Print the lines below exactly as written, with none missing.

+++++

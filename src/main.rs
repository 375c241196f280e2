use std::path::PathBuf;

use anyhow::Context;
use clap::{Parser, Subcommand};
use tracing_subscriber::EnvFilter;

mod alerts;
mod compile;
mod config;
mod deviation;
mod error;
mod ingest;
mod models;
mod quality;
mod report;

use compile::Compiler;
use config::MonitoringConfig;
use error::CompileError;
use report::ReportMode;

#[derive(Parser)]
#[command(name = "landscape-health-alerts")]
#[command(about = "Monthly landscape health alerts from satellite indicator exports", long_about = None)]
struct Cli {
    /// Zone and threshold configuration
    #[arg(long, global = true, default_value = "config/zones.json")]
    config: PathBuf,
    /// Indicator catalog
    #[arg(long, global = true, default_value = "config/indicators.json")]
    indicators: PathBuf,
    #[command(subcommand)]
    command: Commands,
}

#[derive(Subcommand)]
enum Commands {
    /// Compile the monthly dataset from indicator exports
    Process {
        #[arg(long)]
        year: i32,
        #[arg(long, value_parser = clap::value_parser!(u32).range(1..=12))]
        month: u32,
        #[arg(long, default_value = "gee/exports")]
        exports_dir: PathBuf,
        #[arg(long, default_value = "data/monthly")]
        out_dir: PathBuf,
    },
    /// Render a text report from a compiled monthly dataset
    Report {
        #[arg(long)]
        year: i32,
        #[arg(long, value_parser = clap::value_parser!(u32).range(1..=12))]
        month: u32,
        #[arg(long, value_enum, default_value_t = ReportMode::Full)]
        mode: ReportMode,
        #[arg(long, default_value = "data/monthly")]
        data_dir: PathBuf,
        #[arg(long, default_value = "reports/monthly")]
        out_dir: PathBuf,
    },
}

fn init_tracing() {
    let filter = EnvFilter::try_from_default_env().unwrap_or_else(|_| EnvFilter::new("info"));
    tracing_subscriber::fmt()
        .with_env_filter(filter)
        .with_writer(std::io::stderr)
        .init();
}

fn main() -> anyhow::Result<()> {
    init_tracing();
    let cli = Cli::parse();
    let config = MonitoringConfig::load(&cli.config, &cli.indicators)
        .with_context(|| format!("failed to load configuration from {}", cli.config.display()))?;

    match cli.command {
        Commands::Process {
            year,
            month,
            exports_dir,
            out_dir,
        } => {
            let compiler = Compiler::new(config, exports_dir, out_dir);
            match compiler.run(year, month) {
                Ok((dataset, path)) => {
                    println!(
                        "Processing complete: {} alerts ({} HIGH), written to {}.",
                        dataset.alerts.len(),
                        dataset.high_alert_count(),
                        path.display()
                    );
                }
                Err(err @ CompileError::NoDatasets { .. }) => {
                    println!("Processing failed: no datasets found.");
                    return Err(err.into());
                }
                Err(err) => return Err(err.into()),
            }
        }
        Commands::Report {
            year,
            month,
            mode,
            data_dir,
            out_dir,
        } => {
            let dataset = compile::load_dataset(&data_dir, year, month)?;
            let content = report::build_report(mode, &dataset, &config);
            let path = report::save_report(&out_dir, mode, year, month, &content)?;
            println!("Report written to {}.", path.display());
        }
    }

    Ok(())
}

+++++

== SOLVED PROBLEM ==
filename src/main.rs
repository 375c241196f280e2
use std::path::PathBuf;

use anyhow::Context;
use clap::{Parser, Subcommand};
use tracing_subscriber::EnvFilter;

mod alerts;
mod compile;
mod config;
mod deviation;
mod error;
mod ingest;
mod models;
mod quality;
mod report;

use compile::Compiler;
use config::MonitoringConfig;
use error::CompileError;
use report::ReportMode;

#[derive(Parser)]
#[command(name = "landscape-health-alerts")]
#[command(about = "Monthly landscape health alerts from satellite indicator exports", long_about = None)]
struct Cli {
    /// Zone and threshold configuration
    #[arg(long, global = true, default_value = "config/zones.json")]
    config: PathBuf,
    /// Indicator catalog
    #[arg(long, global = true, default_value = "config/indicators.json")]
    indicators: PathBuf,
    #[command(subcommand)]
    command: Commands,
}

#[derive(Subcommand)]
enum Commands {
    /// Compile the monthly dataset from indicator exports
    Process {
        #[arg(long)]
        year: i32,
        #[arg(long, value_parser = clap::value_parser!(u32).range(1..=12))]
        month: u32,
        #[arg(long, default_value = "gee/exports")]
        exports_dir: PathBuf,
        #[arg(long, default_value = "data/monthly")]
        out_dir: PathBuf,
    },
    /// Render a text report from a compiled monthly dataset
    Report {
        #[arg(long)]
        year: i32,
        #[arg(long, value_parser = clap::value_parser!(u32).range(1..=12))]
        month: u32,
        #[arg(long, value_enum, default_value_t = ReportMode::Full)]
        mode: ReportMode,
        #[arg(long, default_value = "data/monthly")]
        data_dir: PathBuf,
        #[arg(long, default_value = "reports/monthly")]
        out_dir: PathBuf,
    },
}

fn init_tracing() {
    let filter = EnvFilter::try_from_default_env().unwrap_or_else(|_| EnvFilter::new("info"));
    tracing_subscriber::fmt()
        .with_env_filter(filter)
        .with_writer(std::io::stderr)
        .init();
}

fn main() -> anyhow::Result<()> {
    init_tracing();
    let cli = Cli::parse();
    let config = MonitoringConfig::load(&cli.config, &cli.indicators)
        .with_context(|| format!("failed to load configuration from {}", cli.config.display()))?;

    match cli.command {
        Commands::Process {
            year,
            month,
            exports_dir,
            out_dir,
        } => {
            let compiler = Compiler::new(config, exports_dir, out_dir);
            match compiler.run(year, month) {
                Ok((dataset, path)) => {
                    println!(
                        "Processing complete: {} alerts ({} HIGH), written to {}.",
                        dataset.alerts.len(),
                        dataset.high_alert_count(),
                        path.display()
                    );
                }
                Err(err @ CompileError::NoDatasets { .. }) => {
                    println!("Processing failed: no datasets found.");
                    return Err(err.into());
                }
                Err(err) => return Err(err.into()),
            }
        }
        Commands::Report {
            year,
            month,
            mode,
            data_dir,
            out_dir,
        } => {
            let dataset = compile::load_dataset(&data_dir, year, month)?;
            let content = report::build_report(mode, &dataset, &config);
            let path = report::save_report(&out_dir, mode, year, month, &content)?;
            println!("Report written to {}.", path.display());
        }
    }

    Ok(())
}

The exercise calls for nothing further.